Exercise instructions: Looking at each line of the data below, tally those that contain the word "COALESCE" and give only the total.

Dataset items
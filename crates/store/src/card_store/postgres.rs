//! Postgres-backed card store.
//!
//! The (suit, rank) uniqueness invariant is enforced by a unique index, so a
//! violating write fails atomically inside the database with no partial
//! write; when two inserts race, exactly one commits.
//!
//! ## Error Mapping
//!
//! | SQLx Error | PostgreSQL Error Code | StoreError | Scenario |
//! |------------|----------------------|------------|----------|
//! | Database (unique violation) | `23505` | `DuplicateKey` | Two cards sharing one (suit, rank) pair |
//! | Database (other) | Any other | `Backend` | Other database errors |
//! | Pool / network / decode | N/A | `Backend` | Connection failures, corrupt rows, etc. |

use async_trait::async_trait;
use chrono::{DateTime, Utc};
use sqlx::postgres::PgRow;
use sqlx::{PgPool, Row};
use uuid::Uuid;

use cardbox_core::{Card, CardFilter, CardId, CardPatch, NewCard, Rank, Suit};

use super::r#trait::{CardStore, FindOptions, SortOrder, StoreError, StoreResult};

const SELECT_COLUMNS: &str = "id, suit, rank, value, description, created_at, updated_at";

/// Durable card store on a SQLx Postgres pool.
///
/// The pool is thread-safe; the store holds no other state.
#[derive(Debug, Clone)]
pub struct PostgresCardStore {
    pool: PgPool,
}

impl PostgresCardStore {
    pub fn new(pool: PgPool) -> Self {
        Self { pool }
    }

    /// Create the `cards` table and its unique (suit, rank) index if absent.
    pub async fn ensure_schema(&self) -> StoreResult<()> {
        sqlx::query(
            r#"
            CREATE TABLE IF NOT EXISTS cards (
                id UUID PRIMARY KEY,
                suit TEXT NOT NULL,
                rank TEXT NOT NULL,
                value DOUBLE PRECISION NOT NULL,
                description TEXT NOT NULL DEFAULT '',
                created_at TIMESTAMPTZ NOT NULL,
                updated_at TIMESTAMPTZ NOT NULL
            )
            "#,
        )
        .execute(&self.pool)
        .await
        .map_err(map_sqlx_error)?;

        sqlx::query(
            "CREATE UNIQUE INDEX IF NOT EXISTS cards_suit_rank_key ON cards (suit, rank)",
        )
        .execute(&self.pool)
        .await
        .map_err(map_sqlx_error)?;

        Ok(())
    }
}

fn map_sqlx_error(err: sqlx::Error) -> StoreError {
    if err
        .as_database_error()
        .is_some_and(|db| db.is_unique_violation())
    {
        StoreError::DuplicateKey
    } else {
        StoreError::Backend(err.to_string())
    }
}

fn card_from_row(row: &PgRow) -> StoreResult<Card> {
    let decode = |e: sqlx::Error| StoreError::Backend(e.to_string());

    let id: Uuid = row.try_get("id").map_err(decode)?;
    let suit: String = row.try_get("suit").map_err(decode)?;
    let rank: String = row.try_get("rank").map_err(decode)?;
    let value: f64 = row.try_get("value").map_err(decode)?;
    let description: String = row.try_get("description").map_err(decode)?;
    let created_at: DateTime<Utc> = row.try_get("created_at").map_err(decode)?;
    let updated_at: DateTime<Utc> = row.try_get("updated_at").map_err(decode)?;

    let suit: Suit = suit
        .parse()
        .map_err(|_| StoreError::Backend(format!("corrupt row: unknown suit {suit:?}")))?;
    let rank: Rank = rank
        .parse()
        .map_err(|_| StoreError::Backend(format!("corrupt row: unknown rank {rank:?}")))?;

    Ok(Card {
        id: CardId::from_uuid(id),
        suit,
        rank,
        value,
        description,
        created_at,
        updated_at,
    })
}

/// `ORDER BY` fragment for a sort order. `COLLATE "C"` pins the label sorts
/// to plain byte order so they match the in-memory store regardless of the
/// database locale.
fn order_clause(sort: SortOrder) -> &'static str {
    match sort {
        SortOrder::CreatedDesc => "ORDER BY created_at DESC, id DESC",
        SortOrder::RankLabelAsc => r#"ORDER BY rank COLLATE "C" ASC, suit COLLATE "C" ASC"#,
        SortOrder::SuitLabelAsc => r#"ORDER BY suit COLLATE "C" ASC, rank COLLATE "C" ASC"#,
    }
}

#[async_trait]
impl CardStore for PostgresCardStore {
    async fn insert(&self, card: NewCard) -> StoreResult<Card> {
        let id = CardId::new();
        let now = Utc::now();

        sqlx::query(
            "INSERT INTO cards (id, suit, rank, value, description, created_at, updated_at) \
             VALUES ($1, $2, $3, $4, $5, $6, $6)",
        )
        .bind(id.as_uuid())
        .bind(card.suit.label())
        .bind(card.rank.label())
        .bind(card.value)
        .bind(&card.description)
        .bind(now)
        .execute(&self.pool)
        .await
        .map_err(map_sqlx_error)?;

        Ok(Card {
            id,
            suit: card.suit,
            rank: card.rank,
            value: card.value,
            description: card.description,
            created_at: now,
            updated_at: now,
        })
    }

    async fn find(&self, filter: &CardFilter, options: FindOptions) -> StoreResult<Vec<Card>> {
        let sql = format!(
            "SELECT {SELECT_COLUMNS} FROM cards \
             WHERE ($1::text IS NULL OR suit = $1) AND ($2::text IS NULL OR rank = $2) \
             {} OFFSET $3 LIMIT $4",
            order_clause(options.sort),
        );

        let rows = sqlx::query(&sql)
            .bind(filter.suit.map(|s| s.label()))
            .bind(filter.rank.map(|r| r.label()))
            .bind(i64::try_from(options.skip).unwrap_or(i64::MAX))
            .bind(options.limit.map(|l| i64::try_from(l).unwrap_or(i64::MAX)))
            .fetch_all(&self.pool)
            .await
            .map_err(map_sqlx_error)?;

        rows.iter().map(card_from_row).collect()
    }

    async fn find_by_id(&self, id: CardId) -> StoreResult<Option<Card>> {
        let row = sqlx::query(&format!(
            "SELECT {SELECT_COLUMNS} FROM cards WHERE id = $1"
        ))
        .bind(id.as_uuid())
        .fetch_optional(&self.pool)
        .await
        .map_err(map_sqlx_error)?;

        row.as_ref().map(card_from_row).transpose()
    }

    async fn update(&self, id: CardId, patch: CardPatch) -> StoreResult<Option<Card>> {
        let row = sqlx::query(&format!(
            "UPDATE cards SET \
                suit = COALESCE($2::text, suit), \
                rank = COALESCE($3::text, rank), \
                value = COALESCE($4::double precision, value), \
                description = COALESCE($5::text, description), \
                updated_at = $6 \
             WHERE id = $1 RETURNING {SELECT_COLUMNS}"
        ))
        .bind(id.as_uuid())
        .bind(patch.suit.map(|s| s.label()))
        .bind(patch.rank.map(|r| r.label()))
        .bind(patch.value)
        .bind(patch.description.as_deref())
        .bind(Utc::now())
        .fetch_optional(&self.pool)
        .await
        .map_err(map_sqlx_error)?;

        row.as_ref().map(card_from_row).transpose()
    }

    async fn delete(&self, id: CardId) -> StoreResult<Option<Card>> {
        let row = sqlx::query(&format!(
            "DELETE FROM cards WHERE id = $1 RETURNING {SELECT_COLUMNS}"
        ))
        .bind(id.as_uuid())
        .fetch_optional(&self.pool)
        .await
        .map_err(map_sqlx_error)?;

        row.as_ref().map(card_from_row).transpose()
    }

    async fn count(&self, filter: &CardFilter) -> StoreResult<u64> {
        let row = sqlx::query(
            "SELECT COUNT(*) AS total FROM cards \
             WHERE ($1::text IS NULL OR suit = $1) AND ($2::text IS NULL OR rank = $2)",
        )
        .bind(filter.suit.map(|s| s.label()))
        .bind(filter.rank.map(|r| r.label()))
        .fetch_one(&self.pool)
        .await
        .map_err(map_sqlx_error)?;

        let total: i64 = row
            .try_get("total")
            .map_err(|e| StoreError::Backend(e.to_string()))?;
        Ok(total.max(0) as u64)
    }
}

Response area: 4